Michael Davis on "The Man in Africa"

Michael Davis' The Man in Africa is the latest addition to STORYGLOSSIA Issue 18. In this mini-interview Michael and I discuss "The Man in Africa."

Steven McDermott: Why "The Man in Africa?" Where’d this story come from?

Michael Davis: I don't know.  I was reading about 5 newspapers a day at the time I finished the first draft.  I try to write regularly.  I guess the things I think about when I'm not writing come out when I am. I don’t know where stories come from. Consequently, whenever I finish a story, I feel a sense of dread because I’m not sure I’m ever going to finish another. Most writers say they feel this way at least some of the time. So I try not to let it bother me.

SM: Surveillance, voyeurism, prescriptive grammar, uranium, and Olympia beer—or Oly as the natives used to call it—what brought this combination together?

MD: Surveillance is a system of control. So is pornography, when you think about it. So is grammar. I’ve been thinking a lot about what control means—controlling one’s destiny, controlling oneself. Culture itself is a system of control and contains other controls. While I was writing this, I was also reading Paul Virilio’s book War and Cinema: The Logistics of Perception and Chalmers Johnson’s The Sorrows of Empire. Both of these present images of military and non-military systems of control—development of modern optics/a sub-culture of permanent military bases throughout the world. I guess I was deeply disturbed by what I was reading in these books, feeling a little ill-informed and manipulated and under-educated. I don’t completely trust what I read in the news. Yet I’m addicted to news. What does this mean? I’ve been trying to work it out. After 9/11, I think we all have to work it out our political and cultural ideologies for ourselves, or at least try to. If overlapping layers of societal control are already in place, what happens to free will? What happens to us when the things we cherish and desperately believe turn out to be pre-set channels meant to direct our perceptions whether we like it or not? As for the Olympia and uranium, I don’t know. The worst beers have the best names.

SM: By story's end the paranoia thread appears to give way to the Strangelovian as Will/Tom seems to suggest that we really should quit worrying and just learn to love the surveillance. He got the implant, but why not a webcam, too?

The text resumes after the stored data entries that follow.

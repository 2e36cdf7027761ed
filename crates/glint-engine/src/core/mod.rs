//! Core engine-facing contracts.
//!
//! The interface between the runtime (platform loop) and the code that draws:
//! demos and the shader wrapper implement `App` and receive a `FrameCtx` per frame.

mod app;
mod ctx;

pub use app::{App, AppControl};
pub use ctx::{FrameCtx, WindowCtx};
//! Window + runtime loop.
//!
//! Owns the `winit` EventLoop and the single window, and wires them to the GPU layer.

mod runtime;

pub use runtime::{Runtime, RuntimeConfig, RuntimeCtx};
pub use winit::dpi::LogicalSize;
//! Logging utilities.
//!
//! Centralizes logger initialization. Everything else in the workspace logs through
//! the `log` facade.

mod init;

pub use init::{init_logging, LoggingConfig};
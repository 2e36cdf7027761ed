//! Camera settings and the projection matrix builder.

use std::f32::consts::PI;

/// Camera used to build the `projection` uniform.
#[derive(Debug, Copy, Clone, PartialEq)]
pub struct Camera {
    /// Vertical field of view in degrees.
    pub fov: f32,
    pub near: f32,
    pub far: f32,
    /// Width over height; updated on every resize.
    pub aspect: f32,
    /// Distance from the camera to the origin along the view axis (perspective only).
    pub z: f32,
    /// Perspective when true, pixel-space orthographic otherwise.
    pub perspective: bool,
}

impl Default for Camera {
    fn default() -> Self {
        Self {
            fov: 60.0,
            near: 1.0,
            far: 10000.0,
            aspect: 1.0,
            z: 100.0,
            perspective: true,
        }
    }
}

impl Camera {
    /// Builds the column-major projection for a `width` x `height` logical viewport and
    /// stores the resulting aspect ratio.
    pub fn projection(&mut self, width: f32, height: f32) -> [f32; 16] {
        if self.perspective {
            self.aspect = width / height;
            perspective(self.fov, self.aspect, self.near, self.far, self.z)
        } else {
            orthographic(width, height)
        }
    }
}

/// Perspective projection with depth mapped to `[0, 1]`, looking down -Z from `z`
/// units away from the origin.
#[rustfmt::skip]
pub fn perspective(fov_deg: f32, aspect: f32, near: f32, far: f32, z: f32) -> [f32; 16] {
    let fov = fov_deg.to_radians();
    let f = (0.5 * PI - 0.5 * fov).tan();
    let range_inv = 1.0 / (near - far);

    [
        f / aspect, 0.0, 0.0, 0.0,
        0.0, f, 0.0, 0.0,
        0.0, 0.0, far * range_inv, -1.0,
        0.0, 0.0, far * range_inv * (near - z), z,
    ]
}

/// Maps logical pixels (top-left origin, +Y down) to clip space.
#[rustfmt::skip]
pub fn orthographic(width: f32, height: f32) -> [f32; 16] {
    [
        2.0 / width, 0.0, 0.0, 0.0,
        0.0, -2.0 / height, 0.0, 0.0,
        0.0, 0.0, 1.0, 0.0,
        -1.0, 1.0, 0.0, 1.0,
    ]
}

MD: He might have gotten a webcam. I’m not sure that Will is brave enough for that by the end of the story. If I were developing it into a longer piece, I think he might have gone to an electronics store and had a nervous moment. I wanted him to be an observer who gets converted, numbed, almost against his will. I guess I gave him an obvious name. I loved Dr. Strangelove. The comparison is flattering.

SM: Every time I read this story I find a new juicy detail. So how much fun was this story to write?

MD: Thanks. It was fun. It was also hard. I try to have fun with whatever I’m writing. If others like it, that’s part of the fun, too.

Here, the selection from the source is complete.